Erik C. B. Olsen, M.S.
Oviatt, S. L. and Olsen, E. (1994)
This research examines how people integrate spoken and written input during
multimodal human-computer interaction. Three studies used a semi-automatic simulation
technique to collect data on people's free use of spoken and written input. Within-subject
repeated-measures studies were designed, with data analyzed from 44 subjects and 240 tasks. The
primary factors that govern people's selection to write versus speak at given points during a
human-computer exchange were evaluated. Analyses revealed that people write digits more often
than textual content, and proper names more often than other text. A form-based presentation, in
comparison with an unconstrained format, also increased the likelihood of writing.
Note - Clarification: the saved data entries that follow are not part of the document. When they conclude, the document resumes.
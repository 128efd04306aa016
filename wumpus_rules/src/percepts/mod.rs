//! Percepts - what the player senses in a room.

use serde::{Deserialize, Serialize};
use std::collections::BTreeSet;

use crate::error::RulesError;
use crate::grid::{Grid, Marker, Point};

/// A sensory signal available in a room.
#[derive(Debug, Clone, Copy, PartialEq, Eq, Hash, PartialOrd, Ord, Serialize, Deserialize)]
pub enum Percept {
    /// The Wumpus is in a neighbouring room.
    Stench,
    /// A pit is in a neighbouring room.
    Breeze,
    /// Gold is in this room.
    Glitter,
}

impl Percept {
    /// Stench and breeze point at hazards; glitter does not.
    pub fn is_danger(&self) -> bool {
        matches!(self, Percept::Stench | Percept::Breeze)
    }

    /// The marker that produces this percept.
    pub fn source(&self) -> Marker {
        match self {
            Percept::Stench => Marker::Wumpus,
            Percept::Breeze => Marker::Pit,
            Percept::Glitter => Marker::Gold,
        }
    }
}

/// Every percept sensed at `point`.
pub fn percepts_at(grid: &Grid, point: Point) -> Result<BTreeSet<Percept>, RulesError> {
    let here = grid.value_at(point)?;
    let mut percepts = BTreeSet::new();

    for marker in grid.adjacent_values(point) {
        match marker {
            Marker::Wumpus => {
                percepts.insert(Percept::Stench);
            }
            Marker::Pit => {
                percepts.insert(Percept::Breeze);
            }
            _ => {}
        }
    }

    // Glitter is sensed in the room itself, not from its neighbours
    if here == Marker::Gold {
        percepts.insert(Percept::Glitter);
    }

    Ok(percepts)
}

/// Only the hazard-indicating percepts at `point`.
pub fn danger_percepts_at(grid: &Grid, point: Point) -> Result<BTreeSet<Percept>, RulesError> {
    Ok(percepts_at(grid, point)?
        .into_iter()
        .filter(Percept::is_danger)
        .collect())
}
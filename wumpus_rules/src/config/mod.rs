//! Rules configuration loaded from TOML.
//!
//! ```toml
//! start = { row = 0, col = 0 }
//! orientation = "East"
//! ```

use serde::{Deserialize, Serialize};

use crate::error::RulesError;
use crate::grid::{Grid, Orientation, Point};

/// Where and how a new game starts.
#[derive(Debug, Clone, PartialEq, Eq, Serialize, Deserialize)]
#[serde(default)]
pub struct RulesConfig {
    /// Room the player starts in.
    pub start: Point,
    /// Direction the player initially faces.
    pub orientation: Orientation,
}

impl Default for RulesConfig {
    fn default() -> Self {
        Self {
            start: Point::new(0, 0),
            orientation: Orientation::East,
        }
    }
}

impl RulesConfig {
    /// Parse a config from TOML text. Missing keys take their defaults.
    pub fn from_toml_str(text: &str) -> Result<Self, RulesError> {
        Ok(toml::from_str(text)?)
    }

    /// Check that the config fits the given grid.
    ///
    /// The start room must be inside the grid and free of hazards.
    pub fn validate(&self, grid: &Grid) -> Result<(), RulesError> {
        let marker = grid.value_at(self.start)?;
        if marker.is_hazard() {
            return Err(RulesError::HazardousStart {
                point: self.start,
                marker,
            });
        }
        Ok(())
    }
}
//! Hints - hazard locations derived from the observations.

use serde::{Deserialize, Serialize};
use std::collections::{BTreeMap, BTreeSet};
use wumpus_rules::Percept;

use super::Coord;

/// Hazard locations per danger percept, split by confidence.
///
/// A coordinate never appears in both `certain` and `maybe` for the same
/// percept, and percepts with no locations are left out.
#[derive(Debug, Clone, PartialEq, Eq, Default, Serialize, Deserialize)]
pub struct Hints {
    /// Rooms that must hold the hazard behind the percept.
    pub certain: BTreeMap<Percept, BTreeSet<Coord>>,
    /// Rooms that might hold it.
    pub maybe: BTreeMap<Percept, BTreeSet<Coord>>,
}

impl Hints {
    pub fn new() -> Self {
        Self::default()
    }

    pub fn is_empty(&self) -> bool {
        self.certain.is_empty() && self.maybe.is_empty()
    }

    /// Certain locations for a percept.
    pub fn certain_for(&self, percept: Percept) -> impl Iterator<Item = &Coord> {
        self.certain.get(&percept).into_iter().flatten()
    }

    /// Possible locations for a percept.
    pub fn maybe_for(&self, percept: Percept) -> impl Iterator<Item = &Coord> {
        self.maybe.get(&percept).into_iter().flatten()
    }

    /// Record the candidate sources found for one sensed percept.
    pub(crate) fn add_sources(&mut self, percept: Percept, sources: BTreeSet<Coord>) {
        let target = if sources.len() == 1 {
            &mut self.certain
        } else {
            &mut self.maybe
        };
        target.entry(percept).or_default().extend(sources);
    }

    /// Drop certain locations from `maybe`, then drop empty entries.
    pub(crate) fn settle(mut self) -> Self {
        for (percept, certain) in &self.certain {
            if let Some(maybe) = self.maybe.get_mut(percept) {
                maybe.retain(|coord| !certain.contains(coord));
            }
        }
        self.maybe.retain(|_, coords| !coords.is_empty());
        self.certain.retain(|_, coords| !coords.is_empty());
        self
    }
}
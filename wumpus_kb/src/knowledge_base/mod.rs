//! Knowledge Base module - what the player has sensed and what follows from it.
//!
//! The knowledge base consists of:
//! - **Coords**: Dimension-generic room coordinates and their adjacency
//! - **Observations**: The danger percepts recorded in each visited room
//! - **Hints**: Certain and possible hazard locations derived from observations

mod base;
mod coord;
mod hints;

pub use base::*;
pub use coord::*;
pub use hints::*;
use std::any::Any;
use std::panic::{self, AssertUnwindSafe};
use std::sync::{Arc, Condvar, Mutex, OnceLock, Weak};
use std::thread::ThreadId;

use tokio::sync::mpsc;
use tracing::{debug, error, trace};

use crate::error::SignalError;
use crate::signal::{self, ListenerCallback};

/// Identifies a listener within the signal it subscribed to.
/// Ids are handed out in subscription order, which is also the order of delivery.
#[derive(Debug, Clone, Copy, Hash, PartialEq, Eq, PartialOrd, Ord)]
pub struct ListenerId(pub(crate) usize);

impl std::fmt::Display for ListenerId {
    fn fmt(&self, f: &mut std::fmt::Formatter<'_>) -> std::fmt::Result { write!(f, "{}", self.0) }
}

/// Lifecycle of a listener. Transitions only move forward: `Active` -> `Unsubscribing` -> `Terminated`.
#[derive(Debug, Clone, Copy, PartialEq, Eq)]
pub enum ListenerState {
    /// Registered with its signal, delivery loop running
    Active,
    /// Removal requested and queue closing; the delivery loop has not yet exited
    Unsubscribing,
    /// Removed from its signal and the delivery loop has exited
    Terminated,
}

#[derive(Debug, Clone, Copy, PartialEq, Eq)]
pub(crate) enum Delivery {
    Continuous,
    /// Unsubscribe after the first value reaches the callback
    Once,
}

/// A handle to one subscription of a [`Signal`](crate::Signal).
///
/// Each listener owns a single-slot queue drained by its own delivery thread, which invokes the
/// subscribed callback once per value in the order the values were emitted.
///
/// Dropping a `Listener` does not unsubscribe it. Call [`unsubscribe`](Listener::unsubscribe) (any number
/// of times, from any thread, including from inside the callback) or convert it into a
/// [`ListenerGuard`] with [`guard`](Listener::guard).
pub struct Listener<T>(pub(crate) Arc<Inner<T>>);

pub(crate) struct Inner<T> {
    id: ListenerId,
    state: Mutex<ListenerState>,
    terminated: Condvar,
    // Taken on release. The queue closes once in-flight emits drop their clones.
    sender: Mutex<Option<mpsc::Sender<T>>>,
    // Back-reference used for removal, cleared on unsubscribe
    signal: Mutex<Option<Weak<signal::Inner<T>>>>,
    thread: OnceLock<ThreadId>,
}

impl<T> Clone for Listener<T> {
    fn clone(&self) -> Self { Self(self.0.clone()) }
}

impl<T> std::fmt::Debug for Listener<T> {
    fn fmt(&self, f: &mut std::fmt::Formatter<'_>) -> std::fmt::Result {
        f.debug_struct("Listener").field("id", &self.0.id).field("state", &self.state()).finish()
    }
}

impl<T> Listener<T> {
    pub fn id(&self) -> ListenerId { self.0.id }

    pub fn state(&self) -> ListenerState { *self.0.state.lock().expect("state lock is poisoned") }

    pub fn is_active(&self) -> bool { self.state() == ListenerState::Active }

    /// Removes this listener from its signal and closes its queue. No value reaches the callback afterwards,
    /// even one that was already queued. Subsequent calls are no-ops.
    pub fn unsubscribe(&self) {
        if !self.0.release() {
            return;
        }
        let signal = self.0.signal.lock().expect("signal lock is poisoned").take();
        if let Some(signal) = signal.and_then(|signal| signal.upgrade()) {
            signal.remove(self.0.id);
        }
        debug!("Listener {} unsubscribed", self.0.id);
    }

    /// Blocks until the delivery loop has exited and the listener is `Terminated`.
    ///
    /// Returns immediately when called from this listener's own callback, since the loop cannot exit
    /// while the callback is still running.
    pub fn join(&self) {
        if self.0.thread.get() == Some(&std::thread::current().id()) {
            return;
        }
        let mut state = self.0.state.lock().expect("state lock is poisoned");
        while *state != ListenerState::Terminated {
            state = self.0.terminated.wait(state).expect("state lock is poisoned");
        }
    }

    /// Ties the subscription to the returned guard: dropping the guard unsubscribes.
    pub fn guard(self) -> ListenerGuard<T> { ListenerGuard(self) }

    /// A listener that never delivers anything, handed out when a subscription could not be established
    pub(crate) fn terminated(id: ListenerId) -> Self {
        Self(Arc::new(Inner {
            id,
            state: Mutex::new(ListenerState::Terminated),
            terminated: Condvar::new(),
            sender: Mutex::new(None),
            signal: Mutex::new(None),
            thread: OnceLock::new(),
        }))
    }
}

impl<T: Send + 'static> Listener<T> {
    /// Creates an active listener and starts its delivery thread
    pub(crate) fn spawn(
        id: ListenerId,
        signal: Weak<signal::Inner<T>>,
        callback: ListenerCallback<T>,
        delivery: Delivery,
    ) -> Result<Self, SignalError> {
        let (sender, receiver) = mpsc::channel(1);
        let listener = Self(Arc::new(Inner {
            id,
            state: Mutex::new(ListenerState::Active),
            terminated: Condvar::new(),
            sender: Mutex::new(Some(sender)),
            signal: Mutex::new(Some(signal)),
            thread: OnceLock::new(),
        }));

        let worker = listener.clone();
        std::thread::Builder::new().name(format!("property-listener-{id}")).spawn(move || worker.run(receiver, callback, delivery))?;

        Ok(listener)
    }

    fn run(self, mut receiver: mpsc::Receiver<T>, mut callback: ListenerCallback<T>, delivery: Delivery) {
        let _ = self.0.thread.set(std::thread::current().id());

        while let Some(value) = receiver.blocking_recv() {
            // queued before an unsubscribe landed
            if !self.is_active() {
                break;
            }
            trace!("Listener {} delivering value", self.0.id);
            self.invoke(&mut callback, value);
            if delivery == Delivery::Once {
                self.unsubscribe();
                break;
            }
        }

        // Dropping the receiver fails any emit still waiting on this queue
        drop(receiver);
        self.unsubscribe();
        self.0.terminate();
        debug!("Listener {} terminated", self.0.id);
    }

    fn invoke(&self, callback: &mut ListenerCallback<T>, value: T) {
        if let Err(payload) = panic::catch_unwind(AssertUnwindSafe(|| callback(value))) {
            error!("Listener {} callback panicked: {}", self.0.id, panic_message(&*payload));
        }
    }
}

impl<T> Inner<T> {
    pub(crate) fn id(&self) -> ListenerId { self.id }

    /// Moves an active listener to `Unsubscribing` and drops its queue sender.
    /// Returns false if the listener was already released.
    fn release(&self) -> bool {
        {
            let mut state = self.state.lock().expect("state lock is poisoned");
            if *state != ListenerState::Active {
                return false;
            }
            *state = ListenerState::Unsubscribing;
        }
        self.sender.lock().expect("sender lock is poisoned").take();
        true
    }

    fn terminate(&self) {
        *self.state.lock().expect("state lock is poisoned") = ListenerState::Terminated;
        self.terminated.notify_all();
    }

    fn sender(&self) -> Option<mpsc::Sender<T>> { self.sender.lock().expect("sender lock is poisoned").clone() }

    /// Hands a value to this listener's queue, blocking while the queue is full.
    /// Values for released listeners are dropped.
    ///
    /// The wait parks the calling thread without consulting tokio's runtime context, so it is also safe on
    /// a runtime worker. The delivery loop runs on its own thread and drains the queue regardless.
    /// `unconstrained` keeps an exhausted task budget from turning the wait into a spin.
    pub(crate) fn offer(&self, value: T) {
        let Some(sender) = self.sender() else { return };
        if futures::executor::block_on(tokio::task::unconstrained(sender.send(value))).is_err() {
            trace!("Listener {} queue closed before delivery", self.id);
        }
    }

    #[cfg(feature = "async")]
    pub(crate) async fn offer_async(&self, value: T) {
        let Some(sender) = self.sender() else { return };
        if sender.send(value).await.is_err() {
            trace!("Listener {} queue closed before delivery", self.id);
        }
    }
}

fn panic_message(payload: &(dyn Any + Send)) -> &str {
    if let Some(message) = payload.downcast_ref::<&str>() {
        message
    } else if let Some(message) = payload.downcast_ref::<String>() {
        message.as_str()
    } else {
        "non-string panic payload"
    }
}

/// Unsubscribes its listener when dropped
pub struct ListenerGuard<T>(Listener<T>);

impl<T> ListenerGuard<T> {
    pub fn listener(&self) -> &Listener<T> { &self.0 }
}

impl<T> Drop for ListenerGuard<T> {
    fn drop(&mut self) { self.0.unsubscribe(); }
}

#[cfg(test)]
mod tests {
    use super::*;
    use crate::Signal;
    use std::sync::atomic::{AtomicUsize, Ordering};
    use std::time::Duration;

    #[test]
    fn test_terminated_listener_is_inert() {
        let listener = Listener::<i32>::terminated(ListenerId(7));
        assert_eq!(listener.id(), ListenerId(7));
        assert_eq!(listener.state(), ListenerState::Terminated);

        // nothing to release, nothing to wait for
        listener.unsubscribe();
        listener.join();
        assert_eq!(listener.state(), ListenerState::Terminated);
    }

    #[test]
    fn test_state_transitions_on_unsubscribe() {
        let signal = Signal::<i32>::new();
        let listener = signal.subscribe(|_: i32| {});
        assert_eq!(listener.state(), ListenerState::Active);
        assert_eq!(signal.listener_count(), 1);

        listener.unsubscribe();
        assert_ne!(listener.state(), ListenerState::Active);
        assert_eq!(signal.listener_count(), 0);

        listener.join();
        assert_eq!(listener.state(), ListenerState::Terminated);

        // terminal state is absorbing
        listener.unsubscribe();
        assert_eq!(listener.state(), ListenerState::Terminated);
    }

    #[test]
    fn test_double_unsubscribe_from_many_threads() {
        let signal = Signal::<i32>::new();
        let listener = signal.subscribe(|_: i32| {});

        let handles: Vec<_> = (0..8)
            .map(|_| {
                let listener = listener.clone();
                std::thread::spawn(move || listener.unsubscribe())
            })
            .collect();
        for handle in handles {
            handle.join().unwrap();
        }

        listener.join();
        assert_eq!(listener.state(), ListenerState::Terminated);
        assert_eq!(signal.listener_count(), 0);
    }

    #[test]
    fn test_join_from_own_callback_returns() {
        let signal = Signal::<i32>::new();
        let (tx, rx) = std::sync::mpsc::channel();
        let slot: Arc<Mutex<Option<Listener<i32>>>> = Arc::new(Mutex::new(None));

        let listener = {
            let slot = slot.clone();
            signal.subscribe(move |value: i32| {
                if let Some(listener) = slot.lock().unwrap().as_ref() {
                    listener.join();
                }
                tx.send(value).unwrap();
            })
        };
        *slot.lock().unwrap() = Some(listener.clone());

        signal.emit(1);
        assert_eq!(rx.recv_timeout(Duration::from_secs(5)).unwrap(), 1);
        listener.unsubscribe();
        listener.join();
    }

    #[test]
    fn test_guard_unsubscribes_on_drop() {
        let signal = Signal::<i32>::new();
        let calls = Arc::new(AtomicUsize::new(0));

        let guard = {
            let calls = calls.clone();
            signal.subscribe(move |_: i32| {
                calls.fetch_add(1, Ordering::SeqCst);
            })
        }
        .guard();
        let listener = guard.listener().clone();
        assert!(listener.is_active());

        drop(guard);
        listener.join();
        assert_eq!(listener.state(), ListenerState::Terminated);

        signal.emit(1);
        assert_eq!(calls.load(Ordering::SeqCst), 0);
    }

    #[test]
    fn test_panic_message() {
        let payload: Box<dyn Any + Send> = Box::new("static message");
        assert_eq!(panic_message(&*payload), "static message");
        let payload: Box<dyn Any + Send> = Box::new(String::from("owned message"));
        assert_eq!(panic_message(&*payload), "owned message");
        let payload: Box<dyn Any + Send> = Box::new(42);
        assert_eq!(panic_message(&*payload), "non-string panic payload");
    }
}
However, the
most influential factor in patterning people's integrated use of speech and writing is contrastive
functionality, or the use of spoken and written input in a contrastive way to designate a shift in
content or functionality, such as original versus corrected input, data versus command, and digits
versus text. Different patterns of contrastive mode use accounted for approximately 57% of the
integrated pen/voice use observed in these studies. Information also is summarized on preferential
mode use, and simultaneity of pen/voice input. One long-term goal of this research is the
development of quantitative predictive models of natural modality integration, which could
provide guidance on the strategic design of robust multimodal systems.